Merasa sudah cukup informasi mereka bertiga pamit dan meninggalkan Rumah sakit. Mereka berjalan masuk kedalam mobil dan melaju pergi.


"Kau dengar tadi?"Ujar Zidan kepada Qenan dan Jaklen.


"Maksud Tuan yang mana?"Ujar Jaklen seraya mengemudikan mobilnya.


"Danu mengatakan sempat bertengkar karena suatu hal pribadi. Sedangkan Maria habis kehilangan tabungannya, dan Bu Ellen sejak awal tidak merestui hubungan mereka? Jelas semua ini ada masalah! Dan satu lagi.
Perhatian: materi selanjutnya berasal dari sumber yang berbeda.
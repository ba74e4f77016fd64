//! DIP junction detection from gapped alignments
//!
//! This module handles:
//! - CIGAR decoding
//! - Classification of single-gap alignments into junction candidates
//! - Percentile calibration of per-segment acceptance windows
//! - UMI deduplication
//! - First-fit grouping of nearby junctions
pub mod calibrate;
pub mod cigar;
pub mod dedup;
pub mod group;

pub use calibrate::{BoundaryRange, calibrate, percentile};
pub use cigar::{CigarOp, parse_cigar, reference_length};
pub use dedup::UmiDeduplicator;
pub use group::{Group, GroupedPair, group_junctions};

use std::fmt;

/// One alignment line reduced to the fields junction detection needs
#[derive(Debug, Clone, PartialEq, Eq)]
pub struct AlignmentRecord {
    /// Reference (segment) name
    pub segment: String,
    /// 1-based leftmost mapped reference position
    pub position: u64,
    /// Raw CIGAR text; decoded during classification so a bad CIGAR only
    /// rejects this record
    pub cigar: String,
    /// UMI tag value, if present
    pub umi: Option<String>,
}

/// A single internal-deletion junction derived from one alignment
#[derive(Debug, Clone, PartialEq, Eq)]
pub struct JunctionCandidate {
    pub segment: String,
    /// Last reference base of the 5' block
    pub boundary5: u64,
    /// First reference base of the 3' block
    pub boundary3: u64,
    /// M bases before the skip
    pub flank5_length: u64,
    /// M bases after the skip
    pub flank3_length: u64,
    /// Length of the N operation
    pub gap_length: u64,
    /// Reference bases covered by the whole alignment (M, D and N)
    pub reference_span: u64,
    pub umi: Option<String>,
}

/// Why an alignment was not accepted as a junction
#[derive(Debug, Clone, Copy, PartialEq, Eq, Hash, PartialOrd, Ord)]
pub enum Rejection {
    MalformedCigar,
    UnsupportedOp,
    NoSkip,
    MultipleSkips,
    MisplacedSoftClip,
    ShortFlank,
    ShortGap,
}

impl Rejection {
    pub fn as_str(&self) -> &'static str {
        match self {
            Rejection::MalformedCigar => "malformed CIGAR",
            Rejection::UnsupportedOp => "unsupported CIGAR operation",
            Rejection::NoSkip => "no skip",
            Rejection::MultipleSkips => "multiple skips",
            Rejection::MisplacedSoftClip => "internal soft clip",
            Rejection::ShortFlank => "flank too short",
            Rejection::ShortGap => "gap too short",
        }
    }
}

impl fmt::Display for Rejection {
    fn fmt(&self, f: &mut fmt::Formatter<'_>) -> fmt::Result {
        f.write_str(self.as_str())
    }
}

/// Single-gap junction classifier.
///
/// One coordinate-accumulation rule covers every M/I/D/N/S layout: reference
/// bases before the skip (M and D) place the 5' boundary, the skip length
/// places the 3' boundary, and only M bases count toward the flank filters.
#[derive(Debug, Clone, Copy, PartialEq, Eq)]
pub struct JunctionClassifier {
    pub min_flank_length: u32,
    pub min_gap_length: u32,
}

impl JunctionClassifier {
    pub fn new(min_flank_length: u32, min_gap_length: u32) -> Self {
        Self {
            min_flank_length,
            min_gap_length,
        }
    }

    /// Classify one alignment record
    ///
    /// # Returns
    /// The junction candidate, or the first reason the record failed
    pub fn classify(&self, record: &AlignmentRecord) -> Result<JunctionCandidate, Rejection> {
        let ops = parse_cigar(&record.cigar).map_err(|_| Rejection::MalformedCigar)?;
        let skip_idx = locate_single_skip(&ops)?;

        let (before, rest) = ops.split_at(skip_idx);
        let gap_length = u64::from(rest[0].len());
        let after = &rest[1..];

        let ref_before: u64 = before
            .iter()
            .filter(|op| matches!(op, CigarOp::Match(_) | CigarOp::Del(_)))
            .map(|op| u64::from(op.len()))
            .sum();
        let flank5_length = match_bases(before);
        let flank3_length = match_bases(after);

        let min_flank = u64::from(self.min_flank_length);
        if flank5_length < min_flank || flank3_length < min_flank {
            return Err(Rejection::ShortFlank);
        }
        if gap_length < u64::from(self.min_gap_length) || gap_length == 0 {
            return Err(Rejection::ShortGap);
        }

        let boundary5 = (record.position + ref_before).saturating_sub(1);
        let boundary3 = boundary5 + gap_length + 1;

        Ok(JunctionCandidate {
            segment: record.segment.clone(),
            boundary5,
            boundary3,
            flank5_length,
            flank3_length,
            gap_length,
            reference_span: reference_length(&ops),
            umi: record.umi.clone(),
        })
    }
}

/// Validate the op layout and return the index of the only N operation
fn locate_single_skip(ops: &[CigarOp]) -> Result<usize, Rejection> {
    if ops.iter().any(|op| !op.is_supported()) {
        return Err(Rejection::UnsupportedOp);
    }

    let mut skips = ops
        .iter()
        .enumerate()
        .filter(|(_, op)| matches!(op, CigarOp::RefSkip(_)))
        .map(|(i, _)| i);
    let skip_idx = skips.next().ok_or(Rejection::NoSkip)?;
    if skips.next().is_some() {
        return Err(Rejection::MultipleSkips);
    }

    let last = ops.len() - 1;
    let internal_clip = ops
        .iter()
        .enumerate()
        .any(|(i, op)| matches!(op, CigarOp::SoftClip(_)) && i != 0 && i != last);
    if internal_clip {
        return Err(Rejection::MisplacedSoftClip);
    }

    Ok(skip_idx)
}

fn match_bases(ops: &[CigarOp]) -> u64 {
    ops.iter()
        .filter(|op| matches!(op, CigarOp::Match(_)))
        .map(|op| u64::from(op.len()))
        .sum()
}

#[cfg(test)]
mod tests {
    use super::*;

    fn record(position: u64, cigar: &str) -> AlignmentRecord {
        AlignmentRecord {
            segment: "AF389115.1".to_string(),
            position,
            cigar: cigar.to_string(),
            umi: Some("ACGTACGTAC".to_string()),
        }
    }

    fn lenient() -> JunctionClassifier {
        JunctionClassifier::new(1, 1)
    }

    #[test]
    fn test_simple_junction() {
        let cand = JunctionClassifier::new(20, 50)
            .classify(&record(100, "20M50N30M"))
            .unwrap();
        assert_eq!(cand.boundary5, 119);
        assert_eq!(cand.boundary3, 170);
        assert_eq!(cand.flank5_length, 20);
        assert_eq!(cand.flank3_length, 30);
        assert_eq!(cand.gap_length, 50);
        assert_eq!(cand.segment, "AF389115.1");
        assert_eq!(cand.umi.as_deref(), Some("ACGTACGTAC"));
    }

    #[test]
    fn test_soft_clips_do_not_move_boundaries() {
        let classifier = JunctionClassifier::new(20, 50);
        let plain = classifier.classify(&record(100, "20M50N30M")).unwrap();
        let clipped = classifier.classify(&record(100, "5S20M50N30M5S")).unwrap();
        assert_eq!(clipped.boundary5, plain.boundary5);
        assert_eq!(clipped.boundary3, plain.boundary3);
        assert_eq!(clipped.flank5_length, 20);
        assert_eq!(clipped.flank3_length, 30);
    }

    #[test]
    fn test_deletion_moves_boundary_but_not_flank() {
        let cand = lenient().classify(&record(100, "10M5D20M50N30M")).unwrap();
        assert_eq!(cand.boundary5, 134);
        assert_eq!(cand.boundary3, 185);
        assert_eq!(cand.flank5_length, 30);
        assert_eq!(cand.flank3_length, 30);
    }

    #[test]
    fn test_insertion_counts_for_neither() {
        let cand = lenient().classify(&record(100, "10M3I20M50N30M")).unwrap();
        assert_eq!(cand.boundary5, 129);
        assert_eq!(cand.flank5_length, 30);

        let cand = lenient().classify(&record(100, "20M50N10M4I20M")).unwrap();
        assert_eq!(cand.boundary5, 119);
        assert_eq!(cand.flank3_length, 30);
    }

    #[test]
    fn test_long_indel_runs_are_handled() {
        // Layout absent from any hand-written pattern list
        let cand = lenient()
            .classify(&record(10, "3S10M1D10M2I10M1D5M400N8M1I8M1D8M2S"))
            .unwrap();
        assert_eq!(cand.boundary5, 10 + (10 + 1 + 10 + 10 + 1 + 5) - 1);
        assert_eq!(cand.boundary3, cand.boundary5 + 401);
        assert_eq!(cand.flank5_length, 35);
        assert_eq!(cand.flank3_length, 24);
    }

    #[test]
    fn test_reference_span() {
        let c = lenient();
        assert_eq!(c.classify(&record(100, "20M50N30M")).unwrap().reference_span, 100);
        assert_eq!(
            c.classify(&record(100, "10M5D20M50N30M")).unwrap().reference_span,
            115
        );
        // clips and insertions take no reference bases
        assert_eq!(
            c.classify(&record(100, "5S10M3I20M50N30M2S")).unwrap().reference_span,
            110
        );
    }

    #[test]
    fn test_boundary_invariant() {
        for cigar in ["20M50N30M", "2S9M1D9M200N30M", "15M1I15M7N30M3S"] {
            let cand = lenient().classify(&record(77, cigar)).unwrap();
            assert_eq!(cand.boundary3, cand.boundary5 + cand.gap_length + 1);
            assert!(cand.boundary5 < cand.boundary3);
        }
    }

    #[test]
    fn test_flank_thresholds() {
        let classifier = JunctionClassifier::new(21, 1);
        assert_eq!(
            classifier.classify(&record(100, "20M50N30M")),
            Err(Rejection::ShortFlank)
        );
        assert_eq!(
            classifier.classify(&record(100, "30M50N20M")),
            Err(Rejection::ShortFlank)
        );
        // D bases do not rescue a short flank
        assert_eq!(
            classifier.classify(&record(100, "10M20D10M50N30M")),
            Err(Rejection::ShortFlank)
        );
    }

    #[test]
    fn test_gap_threshold() {
        let classifier = JunctionClassifier::new(1, 51);
        assert_eq!(
            classifier.classify(&record(100, "20M50N30M")),
            Err(Rejection::ShortGap)
        );
        assert!(JunctionClassifier::new(1, 50)
            .classify(&record(100, "20M50N30M"))
            .is_ok());
    }

    #[test]
    fn test_zero_length_skip_rejected() {
        assert_eq!(
            JunctionClassifier::new(0, 0).classify(&record(100, "20M0N30M")),
            Err(Rejection::ShortGap)
        );
    }

    #[test]
    fn test_rejections() {
        let c = lenient();
        assert_eq!(c.classify(&record(100, "50M")), Err(Rejection::NoSkip));
        assert_eq!(
            c.classify(&record(100, "20M50N20M60N30M")),
            Err(Rejection::MultipleSkips)
        );
        assert_eq!(
            c.classify(&record(100, "5H20M50N30M")),
            Err(Rejection::UnsupportedOp)
        );
        assert_eq!(
            c.classify(&record(100, "20=50N30M")),
            Err(Rejection::UnsupportedOp)
        );
        assert_eq!(
            c.classify(&record(100, "20M5S50N30M")),
            Err(Rejection::MisplacedSoftClip)
        );
        assert_eq!(c.classify(&record(100, "*")), Err(Rejection::MalformedCigar));
        assert_eq!(
            c.classify(&record(100, "20M50N30")),
            Err(Rejection::MalformedCigar)
        );
    }

    #[test]
    fn test_missing_umi_is_not_an_error() {
        let mut rec = record(100, "20M50N30M");
        rec.umi = None;
        let cand = lenient().classify(&rec).unwrap();
        assert!(cand.umi.is_none());
    }
}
Disitu Ayah Maria sangat percaya dengan Danu!"Ujar Zidan dengan lantang.


"Lalu apa yang akan Tuan lakukan?"Tanya Qenan yang berada duduk di kursi belakang sedikit mendekat.


"Secepatnya kita harus bongkar kelicikan laki-laki biad4b itu!"Jelasnya.


********


"Mas kau sudah pulang, dari mana Mas kok lama banget?"Tanya Arumi seraya mencium tangannya.


"Iya ada hal yang harus aku selesaikan"


"Hal yang harus diselesaikan? Hal apa Mas?"Tanya Arumi kembali.


"Nanti aku ceritakan padamu sekarang aku mau istirahat dulu. Aini dimana?"Tanya Zidan seraya membuka pintu kamarnya.


"Itu Aini tidur?"Arumi menunjuk Aini yang sedang tertidur pulas diatas ranjang.


"Tidur? Astaga Aini kok Papa sampai tidak lihat putri cantik Papa sedang tidur"


Ternyata Aini tidur tengkurap dan Zidan tidak memperhatikan itu. Saking capeknya sampai tidak konsentrasi.